*** Data provided ***

//! # Server Binary
//!
//! Bootstrap only: flag parsing, logging setup, signal handling. The
//! interesting parts all live in the library crate.

use std::env;
use std::process;

use anyhow::Context;
use tracing::info;
use tracing_subscriber::EnvFilter;

use fkv_server::config::{self, ServerConfig};
use fkv_server::Server;

const USAGE: &str = "\
flarekv - in-memory Redis-compatible key/value store with pub/sub

USAGE:
    fkv-server [OPTIONS]

OPTIONS:
    -p, --port <PORT>    TCP port to listen on (default 6380, or
                         REDIS_PORT / PORT from the environment)
        --help           Print this help and exit
        --version        Print the version and exit
";

/// Scans the argument list; help/version/unknown flags exit here.
fn parse_cli_port() -> Option<u16> {
    let mut port = None;
    let mut args = env::args().skip(1);
    while let Some(arg) = args.next() {
        match arg.as_str() {
            "--help" => {
                print!("{USAGE}");
                process::exit(0);
            }
            "--version" => {
                println!("fkv-server {}", env!("CARGO_PKG_VERSION"));
                process::exit(0);
            }
            "-p" | "--port" => {
                let value = match args.next() {
                    Some(value) => value,
                    None => {
                        eprintln!("missing value for {arg}");
                        process::exit(1);
                    }
                };
                match config::parse_port(&value) {
                    Ok(parsed) => port = Some(parsed),
                    Err(()) => {
                        eprintln!("invalid port: {value}");
                        process::exit(1);
                    }
                }
            }
            flag if flag.starts_with('-') => {
                eprintln!("unknown flag: {flag}\n\n{USAGE}");
                process::exit(1);
            }
            _ => {}
        }
    }
    port
}

#[cfg(unix)]
async fn shutdown_signal() {
    use tokio::signal::unix::{signal, SignalKind};
    match signal(SignalKind::terminate()) {
        Ok(mut term) => {
            tokio::select! {
                _ = tokio::signal::ctrl_c() => {}
                _ = term.recv() => {}
            }
        }
        Err(_) => {
            let _ = tokio::signal::ctrl_c().await;
        }
    }
    info!("shutdown signal received");
}

#[cfg(not(unix))]
async fn shutdown_signal() {
    let _ = tokio::signal::ctrl_c().await;
    info!("shutdown signal received");
}

#[tokio::main]
async fn main() -> anyhow::Result<()> {
    tracing_subscriber::fmt()
        .with_env_filter(
            EnvFilter::try_from_default_env().unwrap_or_else(|_| EnvFilter::new("info")),
        )
        .init();

    let port = match parse_cli_port() {
        Some(port) => port,
        None => config::port_from_env()
            .context("reading port from environment")?
            .unwrap_or(config::DEFAULT_PORT),
    };

    let config = ServerConfig {
        port,
        ..ServerConfig::default()
    };
    let server = Server::bind(config).await.context("binding listener")?;
    server.run(shutdown_signal()).await.context("serving")?;
    Ok(())
}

***

* [Work to be completed]
Set down the data once more, word for word.

* [Written answer]
//! # Server Binary
//!
//! Bootstrap only: flag parsing, logging setup, signal handling. The
//! interesting parts all live in the library crate.

use std::env;
use std::process;

use anyhow::Context;
use tracing::info;
use tracing_subscriber::EnvFilter;

use fkv_server::config::{self, ServerConfig};
use fkv_server::Server;

const USAGE: &str = "\
flarekv - in-memory Redis-compatible key/value store with pub/sub

USAGE:
    fkv-server [OPTIONS]

OPTIONS:
    -p, --port <PORT>    TCP port to listen on (default 6380, or
                         REDIS_PORT / PORT from the environment)
        --help           Print this help and exit
        --version        Print the version and exit
";

/// Scans the argument list; help/version/unknown flags exit here.
fn parse_cli_port() -> Option<u16> {
    let mut port = None;
    let mut args = env::args().skip(1);
    while let Some(arg) = args.next() {
        match arg.as_str() {
            "--help" => {
                print!("{USAGE}");
                process::exit(0);
            }
            "--version" => {
                println!("fkv-server {}", env!("CARGO_PKG_VERSION"));
                process::exit(0);
            }
            "-p" | "--port" => {
                let value = match args.next() {
                    Some(value) => value,
                    None => {
                        eprintln!("missing value for {arg}");
                        process::exit(1);
                    }
                };
                match config::parse_port(&value) {
                    Ok(parsed) => port = Some(parsed),
                    Err(()) => {
                        eprintln!("invalid port: {value}");
                        process::exit(1);
                    }
                }
            }
            flag if flag.starts_with('-') => {
                eprintln!("unknown flag: {flag}\n\n{USAGE}");
                process::exit(1);
            }
            _ => {}
        }
    }
    port
}

#[cfg(unix)]
async fn shutdown_signal() {
    use tokio::signal::unix::{signal, SignalKind};
    match signal(SignalKind::terminate()) {
        Ok(mut term) => {
            tokio::select! {
                _ = tokio::signal::ctrl_c() => {}
                _ = term.recv() => {}
            }
        }
        Err(_) => {
            let _ = tokio::signal::ctrl_c().await;
        }
    }
    info!("shutdown signal received");
}

#[cfg(not(unix))]
async fn shutdown_signal() {
    let _ = tokio::signal::ctrl_c().await;
    info!("shutdown signal received");
}

#[tokio::main]
async fn main() -> anyhow::Result<()> {
    tracing_subscriber::fmt()
        .with_env_filter(
            EnvFilter::try_from_default_env().unwrap_or_else(|_| EnvFilter::new("info")),
        )
        .init();

    let port = match parse_cli_port() {
        Some(port) => port,
        None => config::port_from_env()
            .context("reading port from environment")?
            .unwrap_or(config::DEFAULT_PORT),
    };

    let config = ServerConfig {
        port,
        ..ServerConfig::default()
    };
    let server = Server::bind(config).await.context("binding listener")?;
    server.run(shutdown_signal()).await.context("serving")?;
    Ok(())
}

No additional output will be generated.